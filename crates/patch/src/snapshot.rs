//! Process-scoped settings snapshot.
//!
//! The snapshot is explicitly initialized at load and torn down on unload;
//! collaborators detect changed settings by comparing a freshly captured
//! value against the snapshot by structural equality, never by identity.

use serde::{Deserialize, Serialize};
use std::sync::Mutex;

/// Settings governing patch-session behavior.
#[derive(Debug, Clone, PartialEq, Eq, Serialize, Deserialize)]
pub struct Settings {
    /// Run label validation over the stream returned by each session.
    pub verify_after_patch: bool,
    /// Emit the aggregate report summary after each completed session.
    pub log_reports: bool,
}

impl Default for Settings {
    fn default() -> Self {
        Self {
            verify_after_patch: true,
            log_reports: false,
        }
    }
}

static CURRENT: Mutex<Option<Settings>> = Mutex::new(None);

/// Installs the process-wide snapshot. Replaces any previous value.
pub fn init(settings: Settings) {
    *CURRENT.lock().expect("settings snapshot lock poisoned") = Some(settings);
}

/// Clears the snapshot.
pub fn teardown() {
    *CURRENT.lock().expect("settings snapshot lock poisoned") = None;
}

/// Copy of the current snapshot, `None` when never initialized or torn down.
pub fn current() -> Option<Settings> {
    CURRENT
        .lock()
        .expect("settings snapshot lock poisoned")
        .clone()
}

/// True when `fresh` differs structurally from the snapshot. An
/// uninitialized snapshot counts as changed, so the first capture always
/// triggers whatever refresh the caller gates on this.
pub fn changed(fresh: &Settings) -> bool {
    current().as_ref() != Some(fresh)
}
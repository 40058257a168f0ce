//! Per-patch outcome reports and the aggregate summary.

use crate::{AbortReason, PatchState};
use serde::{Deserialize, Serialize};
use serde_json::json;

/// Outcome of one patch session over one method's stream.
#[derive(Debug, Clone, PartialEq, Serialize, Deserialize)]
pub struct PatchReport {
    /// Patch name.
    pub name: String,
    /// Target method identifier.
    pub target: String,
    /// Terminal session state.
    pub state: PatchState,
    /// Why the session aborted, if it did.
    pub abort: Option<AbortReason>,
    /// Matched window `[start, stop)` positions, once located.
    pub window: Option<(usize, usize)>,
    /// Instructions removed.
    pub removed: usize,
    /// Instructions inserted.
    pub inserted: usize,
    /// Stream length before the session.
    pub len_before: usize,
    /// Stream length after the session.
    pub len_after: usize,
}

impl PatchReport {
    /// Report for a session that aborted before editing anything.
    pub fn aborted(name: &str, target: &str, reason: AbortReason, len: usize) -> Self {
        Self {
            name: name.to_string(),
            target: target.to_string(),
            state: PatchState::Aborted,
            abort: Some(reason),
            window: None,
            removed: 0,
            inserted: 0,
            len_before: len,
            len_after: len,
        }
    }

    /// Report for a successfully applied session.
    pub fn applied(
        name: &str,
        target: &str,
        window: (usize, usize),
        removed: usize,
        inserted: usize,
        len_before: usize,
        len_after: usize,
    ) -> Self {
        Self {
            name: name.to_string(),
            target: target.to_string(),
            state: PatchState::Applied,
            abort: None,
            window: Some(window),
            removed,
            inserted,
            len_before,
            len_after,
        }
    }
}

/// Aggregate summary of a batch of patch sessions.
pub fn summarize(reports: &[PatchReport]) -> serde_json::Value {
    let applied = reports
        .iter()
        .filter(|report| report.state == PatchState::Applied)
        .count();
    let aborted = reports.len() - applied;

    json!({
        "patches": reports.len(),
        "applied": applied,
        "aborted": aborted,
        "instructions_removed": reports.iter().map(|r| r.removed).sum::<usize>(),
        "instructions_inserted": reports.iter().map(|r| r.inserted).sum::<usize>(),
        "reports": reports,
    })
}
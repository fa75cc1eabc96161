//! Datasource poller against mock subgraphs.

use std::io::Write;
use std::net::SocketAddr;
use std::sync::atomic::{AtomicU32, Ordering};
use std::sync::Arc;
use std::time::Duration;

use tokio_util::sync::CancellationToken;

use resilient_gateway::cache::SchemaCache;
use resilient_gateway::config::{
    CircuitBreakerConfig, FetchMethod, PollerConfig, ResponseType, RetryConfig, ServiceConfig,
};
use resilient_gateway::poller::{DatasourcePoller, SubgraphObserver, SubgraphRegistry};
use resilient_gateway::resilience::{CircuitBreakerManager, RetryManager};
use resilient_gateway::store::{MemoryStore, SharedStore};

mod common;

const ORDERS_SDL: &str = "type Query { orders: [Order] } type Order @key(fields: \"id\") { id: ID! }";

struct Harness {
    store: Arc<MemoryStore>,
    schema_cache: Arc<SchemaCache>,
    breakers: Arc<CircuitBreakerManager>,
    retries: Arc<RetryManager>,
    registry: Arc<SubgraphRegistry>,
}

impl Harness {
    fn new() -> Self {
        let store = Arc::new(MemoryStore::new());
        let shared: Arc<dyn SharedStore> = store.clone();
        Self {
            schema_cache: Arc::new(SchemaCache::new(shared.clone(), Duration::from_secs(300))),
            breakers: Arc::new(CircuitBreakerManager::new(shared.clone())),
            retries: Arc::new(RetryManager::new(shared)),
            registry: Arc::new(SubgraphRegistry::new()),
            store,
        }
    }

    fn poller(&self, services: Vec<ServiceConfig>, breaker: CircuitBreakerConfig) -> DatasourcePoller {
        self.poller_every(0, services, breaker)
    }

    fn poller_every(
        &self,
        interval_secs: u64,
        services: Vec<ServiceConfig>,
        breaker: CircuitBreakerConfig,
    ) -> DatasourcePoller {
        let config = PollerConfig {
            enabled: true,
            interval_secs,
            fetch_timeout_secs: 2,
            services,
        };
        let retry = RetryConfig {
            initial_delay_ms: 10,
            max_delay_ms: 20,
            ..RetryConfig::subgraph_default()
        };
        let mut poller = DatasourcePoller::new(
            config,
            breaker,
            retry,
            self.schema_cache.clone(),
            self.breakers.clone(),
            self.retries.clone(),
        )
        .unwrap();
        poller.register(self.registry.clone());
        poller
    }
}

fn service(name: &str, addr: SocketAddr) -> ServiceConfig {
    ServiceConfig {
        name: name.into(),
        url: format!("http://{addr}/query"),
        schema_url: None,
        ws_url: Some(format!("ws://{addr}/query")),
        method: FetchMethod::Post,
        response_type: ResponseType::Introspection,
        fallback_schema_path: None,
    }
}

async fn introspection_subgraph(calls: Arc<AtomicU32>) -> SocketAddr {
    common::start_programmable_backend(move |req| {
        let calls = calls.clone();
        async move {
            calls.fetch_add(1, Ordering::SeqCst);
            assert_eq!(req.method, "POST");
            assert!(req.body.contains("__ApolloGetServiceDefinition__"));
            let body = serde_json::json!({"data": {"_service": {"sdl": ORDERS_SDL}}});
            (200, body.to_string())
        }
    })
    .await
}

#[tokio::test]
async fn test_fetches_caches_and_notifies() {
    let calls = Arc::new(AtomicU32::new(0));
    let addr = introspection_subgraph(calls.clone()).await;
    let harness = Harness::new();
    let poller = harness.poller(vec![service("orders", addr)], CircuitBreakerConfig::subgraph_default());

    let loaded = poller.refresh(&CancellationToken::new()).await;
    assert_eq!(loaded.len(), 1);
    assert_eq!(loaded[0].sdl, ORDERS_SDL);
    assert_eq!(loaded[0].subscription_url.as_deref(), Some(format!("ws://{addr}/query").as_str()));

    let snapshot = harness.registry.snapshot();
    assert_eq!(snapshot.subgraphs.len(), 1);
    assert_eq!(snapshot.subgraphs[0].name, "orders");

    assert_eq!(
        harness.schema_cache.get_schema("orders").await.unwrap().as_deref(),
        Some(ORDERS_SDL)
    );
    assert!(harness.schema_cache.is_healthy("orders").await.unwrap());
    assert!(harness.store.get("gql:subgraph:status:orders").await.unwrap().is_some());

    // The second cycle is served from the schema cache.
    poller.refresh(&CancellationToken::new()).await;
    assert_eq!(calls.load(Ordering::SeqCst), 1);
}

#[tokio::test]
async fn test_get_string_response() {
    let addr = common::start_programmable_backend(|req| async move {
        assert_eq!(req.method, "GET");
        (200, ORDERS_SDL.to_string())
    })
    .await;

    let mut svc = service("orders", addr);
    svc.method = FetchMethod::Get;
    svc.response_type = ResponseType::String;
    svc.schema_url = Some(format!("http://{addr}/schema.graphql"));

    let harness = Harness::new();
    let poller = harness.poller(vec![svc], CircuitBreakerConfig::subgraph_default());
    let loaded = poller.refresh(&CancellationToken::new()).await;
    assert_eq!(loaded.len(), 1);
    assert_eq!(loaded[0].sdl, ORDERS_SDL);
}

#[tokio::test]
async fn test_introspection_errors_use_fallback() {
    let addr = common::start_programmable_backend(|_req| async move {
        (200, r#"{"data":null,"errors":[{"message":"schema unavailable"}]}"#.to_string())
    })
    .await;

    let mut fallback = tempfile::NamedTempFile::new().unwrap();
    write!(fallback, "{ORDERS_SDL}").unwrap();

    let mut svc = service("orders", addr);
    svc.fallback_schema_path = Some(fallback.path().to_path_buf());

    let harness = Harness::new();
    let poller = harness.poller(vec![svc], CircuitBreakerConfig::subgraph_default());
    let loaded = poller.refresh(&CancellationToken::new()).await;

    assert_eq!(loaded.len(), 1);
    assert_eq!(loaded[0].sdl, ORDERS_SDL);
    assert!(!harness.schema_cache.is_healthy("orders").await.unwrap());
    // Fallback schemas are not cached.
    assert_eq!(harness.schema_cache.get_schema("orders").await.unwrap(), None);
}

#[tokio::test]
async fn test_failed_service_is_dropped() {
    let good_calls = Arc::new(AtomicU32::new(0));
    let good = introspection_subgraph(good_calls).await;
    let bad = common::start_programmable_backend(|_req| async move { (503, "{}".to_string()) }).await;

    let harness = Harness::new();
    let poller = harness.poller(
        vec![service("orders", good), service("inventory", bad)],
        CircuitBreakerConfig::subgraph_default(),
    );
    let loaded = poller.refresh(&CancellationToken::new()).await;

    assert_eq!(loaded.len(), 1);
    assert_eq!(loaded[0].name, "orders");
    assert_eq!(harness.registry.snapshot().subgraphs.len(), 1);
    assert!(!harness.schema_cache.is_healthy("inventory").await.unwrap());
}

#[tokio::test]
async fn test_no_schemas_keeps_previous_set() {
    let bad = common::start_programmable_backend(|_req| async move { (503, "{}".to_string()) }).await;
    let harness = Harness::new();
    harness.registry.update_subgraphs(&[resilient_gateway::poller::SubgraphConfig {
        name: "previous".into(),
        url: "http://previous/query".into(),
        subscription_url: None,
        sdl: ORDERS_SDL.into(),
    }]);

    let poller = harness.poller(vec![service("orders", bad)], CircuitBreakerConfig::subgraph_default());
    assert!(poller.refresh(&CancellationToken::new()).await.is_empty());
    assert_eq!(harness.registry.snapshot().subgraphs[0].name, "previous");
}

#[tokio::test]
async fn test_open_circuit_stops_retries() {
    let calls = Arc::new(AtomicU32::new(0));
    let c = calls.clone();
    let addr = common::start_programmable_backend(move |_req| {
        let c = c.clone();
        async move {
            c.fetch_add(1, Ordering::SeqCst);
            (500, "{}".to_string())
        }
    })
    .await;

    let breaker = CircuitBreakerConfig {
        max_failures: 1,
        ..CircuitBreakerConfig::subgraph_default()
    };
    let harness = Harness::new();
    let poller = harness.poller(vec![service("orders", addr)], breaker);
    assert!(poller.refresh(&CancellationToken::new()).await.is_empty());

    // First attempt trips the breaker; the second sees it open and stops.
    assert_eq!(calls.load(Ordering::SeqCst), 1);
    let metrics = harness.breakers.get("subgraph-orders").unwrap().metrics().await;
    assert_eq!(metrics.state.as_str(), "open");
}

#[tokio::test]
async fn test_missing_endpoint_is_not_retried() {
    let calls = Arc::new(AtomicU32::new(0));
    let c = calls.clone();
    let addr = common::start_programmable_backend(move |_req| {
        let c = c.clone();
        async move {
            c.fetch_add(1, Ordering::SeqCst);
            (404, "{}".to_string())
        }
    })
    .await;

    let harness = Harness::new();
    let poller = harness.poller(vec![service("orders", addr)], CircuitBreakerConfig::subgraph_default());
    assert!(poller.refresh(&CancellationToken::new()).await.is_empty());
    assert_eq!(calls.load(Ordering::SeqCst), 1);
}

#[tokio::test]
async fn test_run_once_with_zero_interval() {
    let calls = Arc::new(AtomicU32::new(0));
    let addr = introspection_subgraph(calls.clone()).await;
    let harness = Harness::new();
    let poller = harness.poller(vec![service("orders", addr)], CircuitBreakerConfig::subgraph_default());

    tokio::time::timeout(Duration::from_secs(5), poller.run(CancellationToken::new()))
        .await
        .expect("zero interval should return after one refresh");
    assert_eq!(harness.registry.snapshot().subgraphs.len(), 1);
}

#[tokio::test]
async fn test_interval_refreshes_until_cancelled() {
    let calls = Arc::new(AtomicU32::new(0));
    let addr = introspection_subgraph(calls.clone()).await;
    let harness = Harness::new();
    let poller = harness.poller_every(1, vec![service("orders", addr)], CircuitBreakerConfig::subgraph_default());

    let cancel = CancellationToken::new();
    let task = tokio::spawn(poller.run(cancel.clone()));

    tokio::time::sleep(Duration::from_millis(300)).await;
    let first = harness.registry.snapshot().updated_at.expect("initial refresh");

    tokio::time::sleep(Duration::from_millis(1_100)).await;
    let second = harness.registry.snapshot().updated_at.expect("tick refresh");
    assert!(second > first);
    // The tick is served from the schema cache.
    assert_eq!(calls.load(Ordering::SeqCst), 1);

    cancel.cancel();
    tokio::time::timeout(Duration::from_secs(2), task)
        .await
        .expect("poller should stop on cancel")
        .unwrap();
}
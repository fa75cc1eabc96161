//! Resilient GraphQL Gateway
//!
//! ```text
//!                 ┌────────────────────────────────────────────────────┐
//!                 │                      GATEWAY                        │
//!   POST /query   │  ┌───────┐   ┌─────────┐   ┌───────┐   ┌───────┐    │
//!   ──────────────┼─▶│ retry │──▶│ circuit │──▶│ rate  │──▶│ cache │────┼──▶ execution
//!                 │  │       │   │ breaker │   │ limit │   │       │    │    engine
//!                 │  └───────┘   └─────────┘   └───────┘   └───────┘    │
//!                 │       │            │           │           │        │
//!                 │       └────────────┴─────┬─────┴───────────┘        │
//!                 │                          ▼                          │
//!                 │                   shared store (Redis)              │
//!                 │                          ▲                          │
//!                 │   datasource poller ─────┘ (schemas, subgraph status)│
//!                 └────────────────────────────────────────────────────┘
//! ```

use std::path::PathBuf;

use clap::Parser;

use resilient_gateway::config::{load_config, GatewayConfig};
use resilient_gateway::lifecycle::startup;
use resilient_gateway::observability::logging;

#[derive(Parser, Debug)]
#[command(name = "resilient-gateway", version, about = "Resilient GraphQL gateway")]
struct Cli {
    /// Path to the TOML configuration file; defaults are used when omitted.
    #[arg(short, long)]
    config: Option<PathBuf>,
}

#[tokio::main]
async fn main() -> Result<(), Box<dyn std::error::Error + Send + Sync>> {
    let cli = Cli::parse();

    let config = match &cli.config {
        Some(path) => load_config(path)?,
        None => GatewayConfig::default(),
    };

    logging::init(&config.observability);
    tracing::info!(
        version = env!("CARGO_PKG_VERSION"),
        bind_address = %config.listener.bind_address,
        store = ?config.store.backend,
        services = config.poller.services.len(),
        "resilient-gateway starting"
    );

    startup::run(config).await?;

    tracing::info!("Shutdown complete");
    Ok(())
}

WHAT YOU HAVE TO DO | Each line of the records, from the opening one through the line holding "governing patch-session behavior.", should be restated word for word, with nothing else in the answer.

RESULT OF THIS TASK |
filename crates/patch/src/snapshot.rs
//! Process-scoped settings snapshot.
//!
//! The snapshot is explicitly initialized at load and torn down on unload;
//! collaborators detect changed settings by comparing a freshly captured
//! value against the snapshot by structural equality, never by identity.

use serde::{Deserialize, Serialize};
use std::sync::Mutex;

/// Settings governing patch-session behavior.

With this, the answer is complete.